Being a film about mental health, this film can be very depressing as we witness both Jack and Lily trying in their own ways to face a major tragedy that deeply affected them both one year ago. While Lily eventually made her way back to work in the supermarket (albeit not in her usual temperament and efficiency), it was Jack that found it more difficult to accept his great loss, resorting to a drastic act of desperation that later landed him in the institution. 

Melissa McCarthy had already been recognized for her work in drama, even getting an Oscar nomination for Best Actress for the film "Can You Ever Forgive Me?" (Marielle Heller, 2018). It was not a surprise anymore that she can do serious roles like Lily, and she did very well indeed. However, she was still given much room for situations which require very physical comedy with her stressful interactions with the aggressive starling. 
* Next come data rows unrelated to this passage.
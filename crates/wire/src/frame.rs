//! Frame model shared by RESP2 and RESP3
//!
//! RESP3 is a superset of RESP2. Decoding keeps the RESP3 shape; accessors
//! below normalize the differences callers care about (a RESP2 `HGETALL`
//! flat array and a RESP3 map both answer [`Frame::into_pairs`]).

use bytes::Bytes;

/// A decoded protocol frame
#[derive(Debug, Clone, PartialEq)]
pub enum Frame {
    /// `+OK`
    Simple(String),
    /// `-ERR ...` or RESP3 blob error `!`
    Error(String),
    /// `:42`
    Integer(i64),
    /// `$3\r\nfoo`
    Bulk(Bytes),
    /// RESP2 `$-1` / `*-1`, RESP3 `_`
    Null,
    /// `*n`
    Array(Vec<Frame>),
    /// RESP3 `,1.5`
    Double(f64),
    /// RESP3 `#t`
    Boolean(bool),
    /// RESP3 `(123456789012345678901234567890`
    BigNumber(String),
    /// RESP3 `=15\r\ntxt:Some string`
    Verbatim {
        /// Three-letter format hint (`txt`, `mkd`)
        format: String,
        /// Payload without the format prefix
        text: Bytes,
    },
    /// RESP3 `%n`
    Map(Vec<(Frame, Frame)>),
    /// RESP3 `~n`
    Set(Vec<Frame>),
    /// RESP3 `>n`
    Push(Vec<Frame>),
}

impl Frame {
    /// Bulk frame from anything byte-like
    pub fn bulk(data: impl Into<Bytes>) -> Self {
        Frame::Bulk(data.into())
    }

    /// `+OK`
    pub fn ok() -> Self {
        Frame::Simple("OK".to_string())
    }

    /// Error frame
    pub fn error(message: impl Into<String>) -> Self {
        Frame::Error(message.into())
    }

    /// Whether this is a null reply
    pub fn is_null(&self) -> bool {
        matches!(self, Frame::Null)
    }

    /// Error message, if this is an error reply
    pub fn error_message(&self) -> Option<&str> {
        match self {
            Frame::Error(msg) => Some(msg),
            _ => None,
        }
    }

    /// Raw bytes of a string-like frame
    pub fn as_bytes(&self) -> Option<&[u8]> {
        match self {
            Frame::Simple(s) | Frame::BigNumber(s) => Some(s.as_bytes()),
            Frame::Bulk(b) => Some(b),
            Frame::Verbatim { text, .. } => Some(text),
            _ => None,
        }
    }

    /// Text of a string-like frame (lossy for non-UTF-8 payloads)
    pub fn as_text(&self) -> Option<String> {
        self.as_bytes()
            .map(|b| String::from_utf8_lossy(b).into_owned())
    }

    /// Integer value; accepts integer frames and decimal strings
    pub fn as_int(&self) -> Option<i64> {
        match self {
            Frame::Integer(i) => Some(*i),
            Frame::Boolean(b) => Some(i64::from(*b)),
            other => other
                .as_bytes()
                .and_then(|b| std::str::from_utf8(b).ok())
                .and_then(|s| s.trim().parse().ok()),
        }
    }

    /// Floating point value; accepts doubles, integers and decimal strings
    pub fn as_f64(&self) -> Option<f64> {
        match self {
            Frame::Double(d) => Some(*d),
            Frame::Integer(i) => Some(*i as f64),
            other => other
                .as_bytes()
                .and_then(|b| std::str::from_utf8(b).ok())
                .and_then(parse_double),
        }
    }

    /// Elements of an aggregate frame (array, set or push)
    pub fn into_array(self) -> Option<Vec<Frame>> {
        match self {
            Frame::Array(items) | Frame::Set(items) | Frame::Push(items) => Some(items),
            _ => None,
        }
    }

    /// Key/value pairs of a map frame, or of a flat even-length array
    pub fn into_pairs(self) -> Option<Vec<(Frame, Frame)>> {
        match self {
            Frame::Map(pairs) => Some(pairs),
            Frame::Array(items) if items.len() % 2 == 0 => {
                let mut pairs = Vec::with_capacity(items.len() / 2);
                let mut iter = items.into_iter();
                while let (Some(k), Some(v)) = (iter.next(), iter.next()) {
                    pairs.push((k, v));
                }
                Some(pairs)
            }
            _ => None,
        }
    }

    /// Rewrite RESP3-only frame kinds into their RESP2 equivalents
    pub fn into_resp2(self) -> Frame {
        match self {
            Frame::Double(d) => Frame::Bulk(Bytes::from(format_double(d))),
            Frame::Boolean(b) => Frame::Integer(i64::from(b)),
            Frame::BigNumber(s) => Frame::Bulk(Bytes::from(s)),
            Frame::Verbatim { text, .. } => Frame::Bulk(text),
            Frame::Map(pairs) => Frame::Array(
                pairs
                    .into_iter()
                    .flat_map(|(k, v)| [k.into_resp2(), v.into_resp2()])
                    .collect(),
            ),
            Frame::Array(items) | Frame::Set(items) | Frame::Push(items) => {
                Frame::Array(items.into_iter().map(Frame::into_resp2).collect())
            }
            other => other,
        }
    }
}

/// Parse a protocol double, including `inf`, `-inf` and `nan`
pub fn parse_double(s: &str) -> Option<f64> {
    match s.trim() {
        "inf" | "+inf" => Some(f64::INFINITY),
        "-inf" => Some(f64::NEG_INFINITY),
        "nan" => Some(f64::NAN),
        other => other.parse().ok(),
    }
}

/// Format a double the way servers print scores
pub fn format_double(d: f64) -> String {
    if d.is_infinite() {
        if d > 0.0 { "inf" } else { "-inf" }.to_string()
    } else if d.is_nan() {
        "nan".to_string()
    } else {
        d.to_string()
    }
}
I am not very familiar with Chris O'Dowd before this film, but his impressive work here certainly made me pay attention. He was able to project the deep-seated guilt gnawing at Jack's very soul which made him feel that his life had no more value. The confessional group therapy session with his therapist Regina (Kim Quinn) and his farewell session with his psychiatrist (Ravi Kapoor) were subtle and powerful soul-bearing scenes for O'Dowd. 

One of the delightful supporting characters was Dr. Larry Fine, played by a much-missed Kevin Kline. He was a top-level psychologist and therapist turned veterinarian, who tried to help Lily face her situations with more honesty. There was so much more about this doctor's story that was not yet told. With that 180-degree career shift and his compassion for animals and their owners, this is a great idea for a solo comeback movie for Kline. 

With the serious theme of this film about dealing with grief, McCarthy and O'Dowd are both in (melo)dramatic mode for the most part. However, director Theodore Melfi ("Hidden Figures") still allowed their sense of humor to shine through, making their characters more endearing and empathetic to watch. It was not difficult to root for Jack and Lily to get through this tough patch in their lives and be moved by their efforts to reconnect with each other. 7/10.